■ **Try it**
Retype the complete listing without any change.

Source information below:

//! Well-known property names.
//!
//! Every [`TagRegistry`](crate::TagRegistry) built with `new()` interns
//! [`NAMES`] first and in order, so the constant for a name is also its tag
//! in every process. Code that keys properties by these constants skips the
//! registry entirely.
//!
//! ```ignore
//! use molprop_tags::common_properties;
//! dict.set_val(common_properties::NAME, "benzene");
//! ```
//!
//! Append new names at the end only: inserting in the middle renumbers every
//! later constant.

use crate::PropTag;

/// Defines one `PropTag` constant per name plus the ordered [`NAMES`] table.
///
/// Constants are numbered by position, starting at 0.
macro_rules! define_common_properties {
    ($($konst:ident => $name:literal),* $(,)?) => {
        /// Well-known names in tag order.
        pub const NAMES: &[&str] = &[$($name),*];

        define_common_properties!(@consts 0u32; $($konst => $name),*);
    };
    (@consts $n:expr; $konst:ident => $name:literal $(, $rest:ident => $rest_name:literal)*) => {
        #[doc = concat!("Tag for `", $name, "`.")]
        pub const $konst: PropTag = PropTag::from_raw($n);

        define_common_properties!(@consts $n + 1; $($rest => $rest_name),*);
    };
    (@consts $n:expr;) => {};
}

define_common_properties! {
    // Entity identity and provenance
    NAME => "_Name",
    MOL_FILE_INFO => "MolFileInfo",
    MOL_FILE_COMMENTS => "MolFileComments",
    TWO_D_CONF => "_2DConf",
    THREE_D_CONF => "_3DConf",
    DO_ISO_SMILES => "_doIsoSmiles",
    EXTRA_RINGS => "extraRings",
    SMILES_ATOM_OUTPUT_ORDER => "_smilesAtomOutputOrder",
    STEREOCHEM_DONE => "_StereochemDone",
    NEEDS_QUERY_SCAN => "_NeedsQueryScan",
    FRAG_SMARTS => "_fragSMARTS",
    MAX_ATTACH_IDX => "maxAttachIdx",
    ORIG_NO_IMPLICIT => "origNoImplicit",
    RING_MEMBERSHIP => "ringMembership",
    // Descriptor caches
    CONNECTIVITY_HK_DELTAS => "_connectivityHKDeltas",
    CONNECTIVITY_N_VALS => "_connectivityNVals",
    CRIPPEN_LOG_P => "_crippenLogP",
    CRIPPEN_LOG_P_CONTRIBS => "_crippenLogPContribs",
    CRIPPEN_MR => "_crippenMR",
    CRIPPEN_MR_CONTRIBS => "_crippenMRContribs",
    LABUTE_ASA => "_labuteASA",
    LABUTE_ATOM_CONTRIBS => "_labuteAtomContribs",
    LABUTE_ATOM_H_CONTRIB => "_labuteAtomHContrib",
    TPSA => "_tpsa",
    TPSA_ATOM_CONTRIBS => "_tpsaAtomContribs",
    NUM_AROM => "numArom",
    MMFF_SANITIZED => "_MMFFSanitized",
    // Per-atom charges and labels
    ATOM_CRIPPEN_LOG_P => "_CrippenLogP",
    ATOM_CRIPPEN_MR => "_CrippenMR",
    GASTEIGER_CHARGE => "_GasteigerCharge",
    GASTEIGER_H_CHARGE => "_GasteigerHCharge",
    ATOM_LABEL => "_AtomLabel",
    QUERY_FORMAL_CHARGE => "_QueryFormalCharge",
    QUERY_H_COUNT => "_QueryHCount",
    QUERY_ISOTOPE => "_QueryIsotope",
    QUERY_MASS => "_QueryMass",
    REACTION_DEGREE_CHANGED => "_ReactionDegreeChanged",
    NULL_BOND => "NullBond",
    RGROUP_ATOM_MAPS => "_rgroupAtomMaps",
    RGROUP_BONDS => "_rgroupBonds",
    ATOM_ID => "_AtomID",
    // Stereochemistry
    BONDS_POTENTIAL_STEREO => "_BondsPotentialStereo",
    CIP_CODE => "_CIPCode",
    CIP_RANK => "_CIPRank",
    CHIRALITY_POSSIBLE => "_ChiralityPossible",
    UNKNOWN_STEREO => "_UnknownStereo",
    RING_STEREO_ATOMS => "_ringStereoAtoms",
    RING_STEREOCHEM_CAUSES => "_ringStereochemCauses",
    RING_STEREO_WARNING => "_ringStereoWarning",
    // SMILES/SMARTS traversal
    SMILES_START => "_SmilesStart",
    TRAVERSAL_BOND_INDEX_ORDER => "_TraversalBondIndexOrder",
    TRAVERSAL_RING_CLOSURE_BOND => "_TraversalRingClosureBond",
    TRAVERSAL_START_POINT => "_TraversalStartPoint",
    QUERY_ROOT_ATOM => "_queryRootAtom",
    HAS_MASS_QUERY => "_hasMassQuery",
    PROTECTED => "_protected",
    SUPPLEMENTAL_SMILES_LABEL => "_supplementalSmilesLabel",
    UNSPECIFIED_ORDER => "_unspecifiedOrder",
    RING_CLOSURES => "_RingClosures",
    // Mol file fields
    MOL_ATOM_MAP_NUMBER => "molAtomMapNumber",
    MOL_FILE_ALIAS => "molFileAlias",
    MOL_FILE_VALUE => "molFileValue",
    MOL_INVERSION_FLAG => "molInversionFlag",
    MOL_PARITY => "molParity",
    MOL_RXN_COMPONENT => "molRxnComponent",
    MOL_RXN_ROLE => "molRxnRole",
    MOL_TOT_VALENCE => "molTotValence",
    MOL_FILE_R_LABEL => "_MolFileRLabel",
    MOL_FILE_CHIRAL_FLAG => "_MolFileChiralFlag",
    DUMMY_LABEL => "dummyLabel",
    // Bookkeeping
    COMPUTED_PROPS => "__computedProps",
}

/// Highest well-known tag.
#[expect(
    clippy::cast_possible_truncation,
    reason = "the well-known table is a few dozen entries"
)]
pub const MAX: PropTag = PropTag::from_raw(NAMES.len() as u32 - 1);

/// Name of a well-known tag, without consulting a registry.
///
/// Returns `None` for tags above [`MAX`]; those are only meaningful to the
/// registry that allocated them.
pub fn name_of(tag: PropTag) -> Option<&'static str> {
    NAMES.get(tag.index()).copied()
}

End of Source information.

■ **Result**
//! Well-known property names.
//!
//! Every [`TagRegistry`](crate::TagRegistry) built with `new()` interns
//! [`NAMES`] first and in order, so the constant for a name is also its tag
//! in every process. Code that keys properties by these constants skips the
//! registry entirely.
//!
//! ```ignore
//! use molprop_tags::common_properties;
//! dict.set_val(common_properties::NAME, "benzene");
//! ```
//!
//! Append new names at the end only: inserting in the middle renumbers every
//! later constant.

use crate::PropTag;

/// Defines one `PropTag` constant per name plus the ordered [`NAMES`] table.
///
/// Constants are numbered by position, starting at 0.
macro_rules! define_common_properties {
    ($($konst:ident => $name:literal),* $(,)?) => {
        /// Well-known names in tag order.
        pub const NAMES: &[&str] = &[$($name),*];

        define_common_properties!(@consts 0u32; $($konst => $name),*);
    };
    (@consts $n:expr; $konst:ident => $name:literal $(, $rest:ident => $rest_name:literal)*) => {
        #[doc = concat!("Tag for `", $name, "`.")]
        pub const $konst: PropTag = PropTag::from_raw($n);

        define_common_properties!(@consts $n + 1; $($rest => $rest_name),*);
    };
    (@consts $n:expr;) => {};
}

define_common_properties! {
    // Entity identity and provenance
    NAME => "_Name",
    MOL_FILE_INFO => "MolFileInfo",
    MOL_FILE_COMMENTS => "MolFileComments",
    TWO_D_CONF => "_2DConf",
    THREE_D_CONF => "_3DConf",
    DO_ISO_SMILES => "_doIsoSmiles",
    EXTRA_RINGS => "extraRings",
    SMILES_ATOM_OUTPUT_ORDER => "_smilesAtomOutputOrder",
    STEREOCHEM_DONE => "_StereochemDone",
    NEEDS_QUERY_SCAN => "_NeedsQueryScan",
    FRAG_SMARTS => "_fragSMARTS",
    MAX_ATTACH_IDX => "maxAttachIdx",
    ORIG_NO_IMPLICIT => "origNoImplicit",
    RING_MEMBERSHIP => "ringMembership",
    // Descriptor caches
    CONNECTIVITY_HK_DELTAS => "_connectivityHKDeltas",
    CONNECTIVITY_N_VALS => "_connectivityNVals",
    CRIPPEN_LOG_P => "_crippenLogP",
    CRIPPEN_LOG_P_CONTRIBS => "_crippenLogPContribs",
    CRIPPEN_MR => "_crippenMR",
    CRIPPEN_MR_CONTRIBS => "_crippenMRContribs",
    LABUTE_ASA => "_labuteASA",
    LABUTE_ATOM_CONTRIBS => "_labuteAtomContribs",
    LABUTE_ATOM_H_CONTRIB => "_labuteAtomHContrib",
    TPSA => "_tpsa",
    TPSA_ATOM_CONTRIBS => "_tpsaAtomContribs",
    NUM_AROM => "numArom",
    MMFF_SANITIZED => "_MMFFSanitized",
    // Per-atom charges and labels
    ATOM_CRIPPEN_LOG_P => "_CrippenLogP",
    ATOM_CRIPPEN_MR => "_CrippenMR",
    GASTEIGER_CHARGE => "_GasteigerCharge",
    GASTEIGER_H_CHARGE => "_GasteigerHCharge",
    ATOM_LABEL => "_AtomLabel",
    QUERY_FORMAL_CHARGE => "_QueryFormalCharge",
    QUERY_H_COUNT => "_QueryHCount",
    QUERY_ISOTOPE => "_QueryIsotope",
    QUERY_MASS => "_QueryMass",
    REACTION_DEGREE_CHANGED => "_ReactionDegreeChanged",
    NULL_BOND => "NullBond",
    RGROUP_ATOM_MAPS => "_rgroupAtomMaps",
    RGROUP_BONDS => "_rgroupBonds",
    ATOM_ID => "_AtomID",
    // Stereochemistry
    BONDS_POTENTIAL_STEREO => "_BondsPotentialStereo",
    CIP_CODE => "_CIPCode",
    CIP_RANK => "_CIPRank",
    CHIRALITY_POSSIBLE => "_ChiralityPossible",
    UNKNOWN_STEREO => "_UnknownStereo",
    RING_STEREO_ATOMS => "_ringStereoAtoms",
    RING_STEREOCHEM_CAUSES => "_ringStereochemCauses",
    RING_STEREO_WARNING => "_ringStereoWarning",
    // SMILES/SMARTS traversal
    SMILES_START => "_SmilesStart",
    TRAVERSAL_BOND_INDEX_ORDER => "_TraversalBondIndexOrder",
    TRAVERSAL_RING_CLOSURE_BOND => "_TraversalRingClosureBond",
    TRAVERSAL_START_POINT => "_TraversalStartPoint",
    QUERY_ROOT_ATOM => "_queryRootAtom",
    HAS_MASS_QUERY => "_hasMassQuery",
    PROTECTED => "_protected",
    SUPPLEMENTAL_SMILES_LABEL => "_supplementalSmilesLabel",
    UNSPECIFIED_ORDER => "_unspecifiedOrder",
    RING_CLOSURES => "_RingClosures",
    // Mol file fields
    MOL_ATOM_MAP_NUMBER => "molAtomMapNumber",
    MOL_FILE_ALIAS => "molFileAlias",
    MOL_FILE_VALUE => "molFileValue",
    MOL_INVERSION_FLAG => "molInversionFlag",
    MOL_PARITY => "molParity",
    MOL_RXN_COMPONENT => "molRxnComponent",
    MOL_RXN_ROLE => "molRxnRole",
    MOL_TOT_VALENCE => "molTotValence",
    MOL_FILE_R_LABEL => "_MolFileRLabel",
    MOL_FILE_CHIRAL_FLAG => "_MolFileChiralFlag",
    DUMMY_LABEL => "dummyLabel",
    // Bookkeeping
    COMPUTED_PROPS => "__computedProps",
}

/// Highest well-known tag.
#[expect(
    clippy::cast_possible_truncation,
    reason = "the well-known table is a few dozen entries"
)]
pub const MAX: PropTag = PropTag::from_raw(NAMES.len() as u32 - 1);

/// Name of a well-known tag, without consulting a registry.
///
/// Returns `None` for tags above [`MAX`]; those are only meaningful to the
/// registry that allocated them.
pub fn name_of(tag: PropTag) -> Option<&'static str> {
    NAMES.get(tag.index()).copied()
}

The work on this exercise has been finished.